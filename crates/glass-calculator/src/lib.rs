//! Glass Calculator - arithmetic widget backend
//!
//! A four-function calculator with the behavior of a pocket device: digits
//! are typed into a display, operators chain strictly left to right, and
//! every completed calculation lands in a bounded history.
//!
//! # Layers
//!
//! - [`core`]: the input state machine, number formatting and history.
//!   Pure and infallible.
//! - [`input`]: keyboard mapping and the on-screen keypad, both producing
//!   the same [`core::Action`]s.
//! - [`feedback`]: click sounds and the persisted light/dark theme.
//! - [`widget`]: the presentation model tying it together, with the
//!   pressed-key and display-pop timers.
//!
//! # Example
//!
//! ```rust
//! use glass_calculator::prelude::*;
//!
//! let mut calc = Calculator::new();
//! for action in [
//!     Action::Digit(2),
//!     Action::Operation(Operator::Add),
//!     Action::Digit(3),
//!     Action::Operation(Operator::Multiply),
//!     Action::Digit(4),
//!     Action::Equals,
//! ] {
//!     calc.dispatch(&action);
//! }
//!
//! // No precedence: (2 + 3) × 4
//! assert_eq!(calc.display(), "20");
//! assert_eq!(calc.history().latest().unwrap().expression, "5 × 4");
//! ```

#![cfg_attr(
    test,
    allow(
        clippy::unwrap_used,
        clippy::expect_used,
        clippy::panic,
        clippy::float_cmp
    )
)]
#![deny(missing_docs)]
#![deny(missing_debug_implementations)]

pub mod config;
pub mod core;
pub mod driver;
pub mod error;
pub mod feedback;
pub mod input;
pub mod widget;

#[cfg(feature = "wasm")]
pub mod browser;

/// Prelude for convenient imports
pub mod prelude {
    pub use crate::config::CalculatorConfig;
    pub use crate::core::{
        format_display, format_number, parse_number, Action, Calculator, CalculatorState, History,
        HistoryEntry, NumberFormat, Operator, PendingOperation, Phase,
    };
    pub use crate::driver::{CalculatorDriver, HistoryItem, KeyboardDriver, KeypadDriver};
    pub use crate::error::{WidgetError, WidgetResult};
    pub use crate::feedback::{
        ClickTone, FileThemeStore, MemoryThemeStore, SoundKind, SoundPlayer, Theme, ThemeStore,
    };
    pub use crate::input::{ButtonVariant, KeyboardMapper, Keypad};
    pub use crate::widget::{CalculatorWidget, DisplaySize, WidgetView};

    #[cfg(feature = "wasm")]
    pub use crate::browser::BrowserCalculator;
}
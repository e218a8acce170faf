//! CLI configuration

use glass_calculator::config::CalculatorConfig;
use serde::{Deserialize, Serialize};
use std::path::{Path, PathBuf};

/// Default theme file name, placed in the system temp directory
pub const DEFAULT_THEME_FILE: &str = "glass-calc-theme.json";

/// CLI verbosity level
#[derive(Debug, Clone, Copy, PartialEq, Eq, Default, Serialize, Deserialize)]
pub enum Verbosity {
    /// Quiet - errors only
    Quiet,
    /// Normal - default output
    #[default]
    Normal,
    /// Verbose - info logs
    Verbose,
    /// Debug - every dispatched action
    Debug,
}

impl Verbosity {
    /// Check if quiet mode
    #[must_use]
    pub const fn is_quiet(self) -> bool {
        matches!(self, Self::Quiet)
    }

    /// Check if verbose or higher
    #[must_use]
    pub const fn is_verbose(self) -> bool {
        matches!(self, Self::Verbose | Self::Debug)
    }

    /// Log level used when `RUST_LOG` is not set
    #[must_use]
    pub const fn log_level(self) -> &'static str {
        match self {
            Self::Quiet => "error",
            Self::Normal => "warn",
            Self::Verbose => "info",
            Self::Debug => "debug",
        }
    }
}

/// Color output choice
#[derive(Debug, Clone, Copy, PartialEq, Eq, Default, Serialize, Deserialize)]
pub enum ColorChoice {
    /// Always use colors
    Always,
    /// Use colors when output is a terminal
    #[default]
    Auto,
    /// Never use colors
    Never,
}

impl ColorChoice {
    /// Should use colors based on output detection
    #[must_use]
    pub fn should_color(self) -> bool {
        match self {
            Self::Always => true,
            Self::Never => false,
            Self::Auto => std::io::IsTerminal::is_terminal(&std::io::stdout()),
        }
    }
}

/// CLI configuration
#[derive(Debug, Clone, Serialize, Deserialize)]
pub struct CliConfig {
    /// Verbosity level
    pub verbosity: Verbosity,
    /// Color output choice
    pub color: ColorChoice,
    /// Widget settings
    pub widget: CalculatorConfig,
    /// Where the theme is persisted
    pub theme_file: PathBuf,
}

impl Default for CliConfig {
    fn default() -> Self {
        Self {
            verbosity: Verbosity::Normal,
            color: ColorChoice::Auto,
            widget: CalculatorConfig::default(),
            theme_file: std::env::temp_dir().join(DEFAULT_THEME_FILE),
        }
    }
}

impl CliConfig {
    /// Create new default configuration
    #[must_use]
    pub fn new() -> Self {
        Self::default()
    }

    /// Set verbosity
    #[must_use]
    pub const fn with_verbosity(mut self, verbosity: Verbosity) -> Self {
        self.verbosity = verbosity;
        self
    }

    /// Set color choice
    #[must_use]
    pub const fn with_color(mut self, color: ColorChoice) -> Self {
        self.color = color;
        self
    }

    /// Set widget settings
    #[must_use]
    pub fn with_widget(mut self, widget: CalculatorConfig) -> Self {
        self.widget = widget;
        self
    }

    /// Set the theme file
    #[must_use]
    pub fn with_theme_file(mut self, path: impl Into<PathBuf>) -> Self {
        self.theme_file = path.into();
        self
    }

    /// Theme file path
    #[must_use]
    pub fn theme_file(&self) -> &Path {
        &self.theme_file
    }
}

#[cfg(test)]
mod tests {
    use super::*;

    #[test]
    fn test_verbosity_levels() {
        assert!(Verbosity::Quiet.is_quiet());
        assert!(!Verbosity::Normal.is_verbose());
        assert!(Verbosity::Verbose.is_verbose());
        assert!(Verbosity::Debug.is_verbose());
        assert_eq!(Verbosity::Quiet.log_level(), "error");
        assert_eq!(Verbosity::Debug.log_level(), "debug");
    }

    #[test]
    fn test_color_choice() {
        assert!(ColorChoice::Always.should_color());
        assert!(!ColorChoice::Never.should_color());
    }

    #[test]
    fn test_default_config() {
        let config = CliConfig::default();
        assert_eq!(config.verbosity, Verbosity::Normal);
        assert_eq!(config.widget, CalculatorConfig::default());
        assert!(config.theme_file().ends_with(DEFAULT_THEME_FILE));
    }

    #[test]
    fn test_builders() {
        let config = CliConfig::new()
            .with_verbosity(Verbosity::Quiet)
            .with_color(ColorChoice::Never)
            .with_widget(CalculatorConfig::new().with_history_capacity(3))
            .with_theme_file("/tmp/theme.json");
        assert!(config.verbosity.is_quiet());
        assert_eq!(config.color, ColorChoice::Never);
        assert_eq!(config.widget.history_capacity, 3);
        assert_eq!(config.theme_file(), Path::new("/tmp/theme.json"));
    }
}
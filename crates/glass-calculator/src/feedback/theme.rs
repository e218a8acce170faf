//! Light/dark theme and its persistence
//!
//! The theme is stored as a plain string (`"light"` / `"dark"`) under
//! [`THEME_STORAGE_KEY`]. Any other stored value falls back to
//! [`Theme::default`].

use serde::{Deserialize, Serialize};
use std::collections::HashMap;
use std::fmt;
use std::fs;
use std::path::{Path, PathBuf};
use tracing::{debug, info, warn};

use super::sound::{SoundKind, SoundPlayer};
use crate::error::{WidgetError, WidgetResult};

/// Storage key of the persisted theme
pub const THEME_STORAGE_KEY: &str = "calculator-theme";

/// Color theme
#[derive(Debug, Clone, Copy, PartialEq, Eq, Hash, Default, Serialize, Deserialize)]
#[serde(rename_all = "lowercase")]
pub enum Theme {
    /// Light background
    Light,
    /// Dark background
    #[default]
    Dark,
}

impl Theme {
    /// Stored form of the theme
    #[must_use]
    pub const fn as_str(self) -> &'static str {
        match self {
            Self::Light => "light",
            Self::Dark => "dark",
        }
    }

    /// Parses a stored value; only the exact stored forms are accepted
    #[must_use]
    pub fn parse(value: &str) -> Option<Self> {
        match value {
            "light" => Some(Self::Light),
            "dark" => Some(Self::Dark),
            _ => None,
        }
    }

    /// The other theme
    #[must_use]
    pub const fn toggled(self) -> Self {
        match self {
            Self::Light => Self::Dark,
            Self::Dark => Self::Light,
        }
    }

    /// True for [`Theme::Dark`]
    #[must_use]
    pub const fn is_dark(self) -> bool {
        matches!(self, Self::Dark)
    }
}

impl fmt::Display for Theme {
    fn fmt(&self, f: &mut fmt::Formatter<'_>) -> fmt::Result {
        f.write_str(self.as_str())
    }
}

/// Key-value storage for the theme preference
pub trait ThemeStore: fmt::Debug {
    /// Reads the raw stored value, `None` when nothing is stored
    ///
    /// # Errors
    ///
    /// Returns an error if the backing storage cannot be read.
    fn load(&self) -> WidgetResult<Option<String>>;

    /// Stores a raw value
    ///
    /// # Errors
    ///
    /// Returns an error if the backing storage cannot be written.
    fn save(&mut self, value: &str) -> WidgetResult<()>;
}

impl<T: ThemeStore + ?Sized> ThemeStore for Box<T> {
    fn load(&self) -> WidgetResult<Option<String>> {
        (**self).load()
    }

    fn save(&mut self, value: &str) -> WidgetResult<()> {
        (**self).save(value)
    }
}

/// In-memory theme storage
#[derive(Debug, Default, Clone)]
pub struct MemoryThemeStore {
    value: Option<String>,
}

impl MemoryThemeStore {
    /// Creates empty storage
    #[must_use]
    pub fn new() -> Self {
        Self::default()
    }

    /// Creates storage already holding `value`
    #[must_use]
    pub fn with_value(value: impl Into<String>) -> Self {
        Self {
            value: Some(value.into()),
        }
    }
}

impl ThemeStore for MemoryThemeStore {
    fn load(&self) -> WidgetResult<Option<String>> {
        Ok(self.value.clone())
    }

    fn save(&mut self, value: &str) -> WidgetResult<()> {
        self.value = Some(value.to_string());
        Ok(())
    }
}

/// Theme storage in a JSON object file, keyed like browser storage
#[derive(Debug, Clone)]
pub struct FileThemeStore {
    path: PathBuf,
}

impl FileThemeStore {
    /// Storage backed by the file at `path`; the file is created on first save
    #[must_use]
    pub fn new(path: impl Into<PathBuf>) -> Self {
        Self { path: path.into() }
    }

    /// Backing file path
    #[must_use]
    pub fn path(&self) -> &Path {
        &self.path
    }

    fn read_map(&self) -> WidgetResult<HashMap<String, String>> {
        if !self.path.exists() {
            return Ok(HashMap::new());
        }
        let content = fs::read_to_string(&self.path)?;
        if content.trim().is_empty() {
            return Ok(HashMap::new());
        }
        Ok(serde_json::from_str(&content)?)
    }
}

impl ThemeStore for FileThemeStore {
    fn load(&self) -> WidgetResult<Option<String>> {
        let mut map = self.read_map()?;
        Ok(map.remove(THEME_STORAGE_KEY))
    }

    fn save(&mut self, value: &str) -> WidgetResult<()> {
        let mut map = self.read_map()?;
        map.insert(THEME_STORAGE_KEY.to_string(), value.to_string());
        if let Some(parent) = self.path.parent().filter(|p| !p.as_os_str().is_empty()) {
            fs::create_dir_all(parent)?;
        }
        let json = serde_json::to_string_pretty(&map)?;
        fs::write(&self.path, json).map_err(|e| {
            WidgetError::theme_store(format!("cannot write {}: {e}", self.path.display()))
        })
    }
}

/// Owns the current theme and keeps the store in sync
#[derive(Debug)]
pub struct ThemeController<S: ThemeStore> {
    store: S,
    theme: Theme,
    fallback: Theme,
}

impl<S: ThemeStore> ThemeController<S> {
    /// Loads the stored theme, falling back to `fallback`
    ///
    /// Unreadable storage is logged and treated as empty.
    pub fn load(store: S, fallback: Theme) -> Self {
        let theme = match store.load() {
            Ok(Some(raw)) => Theme::parse(&raw).unwrap_or_else(|| {
                debug!(stored = %raw, "unknown stored theme, using fallback");
                fallback
            }),
            Ok(None) => fallback,
            Err(err) => {
                warn!(error = %err, "theme storage unreadable, using fallback");
                fallback
            }
        };
        Self {
            store,
            theme,
            fallback,
        }
    }

    /// Current theme
    #[must_use]
    pub fn theme(&self) -> Theme {
        self.theme
    }

    /// Theme used when nothing valid is stored
    #[must_use]
    pub fn fallback(&self) -> Theme {
        self.fallback
    }

    /// Underlying store
    #[must_use]
    pub fn store(&self) -> &S {
        &self.store
    }

    /// Sets and persists the theme
    ///
    /// # Errors
    ///
    /// Returns an error if the store cannot be written. The in-memory
    /// theme is updated regardless.
    pub fn set(&mut self, theme: Theme) -> WidgetResult<()> {
        self.theme = theme;
        info!(%theme, "theme changed");
        self.store.save(theme.as_str())
    }

    /// Switches to the other theme with a function click
    ///
    /// # Errors
    ///
    /// Returns an error if the store cannot be written.
    pub fn toggle(&mut self, sound: &mut dyn SoundPlayer) -> WidgetResult<Theme> {
        sound.play(SoundKind::Function);
        let next = self.theme.toggled();
        self.set(next)?;
        Ok(next)
    }
}
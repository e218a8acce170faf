//! Property-based tests for the keypad and keyboard front ends

#![allow(clippy::unwrap_used)]

use std::collections::HashSet;

use glass_calculator::core::{Action, Operator};
use glass_calculator::feedback::SoundKind;
use glass_calculator::input::{button_id, KeyboardMapper, Keypad};
use glass_calculator::widget::CalculatorWidget;
use proptest::prelude::*;

// ===== Strategy definitions =====

/// Generate valid grid positions
fn grid_position_strategy() -> impl Strategy<Value = (usize, usize)> {
    (0usize..5usize, 0usize..4usize)
}

/// Generate positions outside the grid
fn out_of_grid_strategy() -> impl Strategy<Value = (usize, usize)> {
    prop_oneof![(5usize..50, 0usize..50), (0usize..50, 4usize..50)]
}

/// Every key name the mapper understands
fn mapped_key_strategy() -> impl Strategy<Value = &'static str> {
    prop::sample::select(vec![
        "0", "1", "2", "3", "4", "5", "6", "7", "8", "9", ".", ",", "+", "-", "*", "x", "X",
        "/", "=", "Enter", "Escape", "c", "C", "Backspace", "%",
    ])
}

// ===== Keypad layout =====

proptest! {
    /// Every cell of the 5×4 grid is covered by exactly one button
    #[test]
    fn prop_grid_fully_covered((row, col) in grid_position_strategy()) {
        let keypad = Keypad::new();
        let covering = keypad.buttons().iter().filter(|b| b.covers(row, col)).count();
        prop_assert_eq!(covering, 1);
        prop_assert!(keypad.get_button_at(row, col).is_some());
    }

    /// Nothing exists outside the grid
    #[test]
    fn prop_outside_grid_is_empty((row, col) in out_of_grid_strategy()) {
        prop_assert!(Keypad::new().get_button_at(row, col).is_none());
    }

    /// Clicking a button dispatches the action it was defined with
    #[test]
    fn prop_click_matches_definition((row, col) in grid_position_strategy()) {
        let keypad = Keypad::new();
        let button = keypad.get_button_at(row, col).unwrap();
        prop_assert_eq!(keypad.handle_click(&button.id), Some(button.action.clone()));
        prop_assert_eq!(button_id(&button.action), Some(button.id.as_str()));
    }

    /// Ids that are not on the keypad do nothing
    #[test]
    fn prop_unknown_ids_ignored(id in "[a-z-]{0,12}") {
        let keypad = Keypad::new();
        let known: HashSet<&str> = keypad.buttons().iter().map(|b| b.id.as_str()).collect();
        prop_assume!(!known.contains(id.as_str()));
        prop_assert_eq!(keypad.handle_click(&id), None);
    }
}

// ===== Keyboard =====

proptest! {
    /// Every mapped key except backspace mirrors a keypad button
    #[test]
    fn prop_mapped_keys_mirror_buttons(key in mapped_key_strategy()) {
        let mapper = KeyboardMapper::new();
        let keypad = Keypad::new();
        let action = mapper.map_key(key).unwrap();
        match mapper.button_for_key(key) {
            Some(id) => prop_assert_eq!(keypad.handle_click(id), Some(action)),
            None => prop_assert_eq!(action, Action::Backspace),
        }
    }

    /// Keys longer than one character are ignored unless named
    #[test]
    fn prop_unnamed_words_ignored(word in "[a-z]{2,10}") {
        prop_assert_eq!(KeyboardMapper::new().map_key(&word), None);
    }

    /// Every key press plays a click matching its action
    #[test]
    fn prop_key_sound_matches_action(key in mapped_key_strategy()) {
        let mut widget = CalculatorWidget::default();
        prop_assert!(widget.press_key(key, 0));
        let action = KeyboardMapper::new().map_key(key).unwrap();
        prop_assert_eq!(widget.last_sound(), SoundKind::for_action(&action));
    }

    /// Operator keys highlight their button until an operand is typed
    #[test]
    fn prop_operator_key_highlights(
        key in prop::sample::select(vec!["+", "-", "*", "x", "X", "/"]),
        digit in 0u8..=9,
    ) {
        let mut widget = CalculatorWidget::default();
        widget.press_key("7", 0);
        widget.press_key(key, 1_000);

        let view = widget.view(1_000);
        let op = match key {
            "+" => Operator::Add,
            "-" => Operator::Subtract,
            "/" => Operator::Divide,
            _ => Operator::Multiply,
        };
        let expected = button_id(&Action::Operation(op));
        prop_assert_eq!(view.active_operator.as_deref(), expected);
        prop_assert_eq!(view.pressed_button.as_deref(), expected);

        widget.press_key(&digit.to_string(), 2_000);
        prop_assert_eq!(widget.view(2_000).active_operator, None);
    }
}
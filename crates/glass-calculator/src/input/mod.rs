//! Input front ends: keyboard mapping and the on-screen keypad
//!
//! Both translate raw input into the same [`crate::core::Action`] set.

mod keyboard;
mod keypad;

pub use keyboard::KeyboardMapper;
pub use keypad::{button_id, button_variant, ButtonVariant, Keypad, KeypadButtonDef};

== == ==

What to work on -
Given the records above, restate word for word only the lines starting at the one with "Ok(self.value.clone())" and ending at the one with "map.insert(THEME_STORAGE_KEY.to_string(), value.to_string());".

Answer to the problem -
        Ok(self.value.clone())
    }

    fn save(&mut self, value: &str) -> WidgetResult<()> {
        self.value = Some(value.to_string());
        Ok(())
    }
}

/// Theme storage in a JSON object file, keyed like browser storage
#[derive(Debug, Clone)]
pub struct FileThemeStore {
    path: PathBuf,
}

impl FileThemeStore {
    /// Storage backed by the file at `path`; the file is created on first save
    #[must_use]
    pub fn new(path: impl Into<PathBuf>) -> Self {
        Self { path: path.into() }
    }

    /// Backing file path
    #[must_use]
    pub fn path(&self) -> &Path {
        &self.path
    }

    fn read_map(&self) -> WidgetResult<HashMap<String, String>> {
        if !self.path.exists() {
            return Ok(HashMap::new());
        }
        let content = fs::read_to_string(&self.path)?;
        if content.trim().is_empty() {
            return Ok(HashMap::new());
        }
        Ok(serde_json::from_str(&content)?)
    }
}

impl ThemeStore for FileThemeStore {
    fn load(&self) -> WidgetResult<Option<String>> {
        let mut map = self.read_map()?;
        Ok(map.remove(THEME_STORAGE_KEY))
    }

    fn save(&mut self, value: &str) -> WidgetResult<()> {
        let mut map = self.read_map()?;
        map.insert(THEME_STORAGE_KEY.to_string(), value.to_string());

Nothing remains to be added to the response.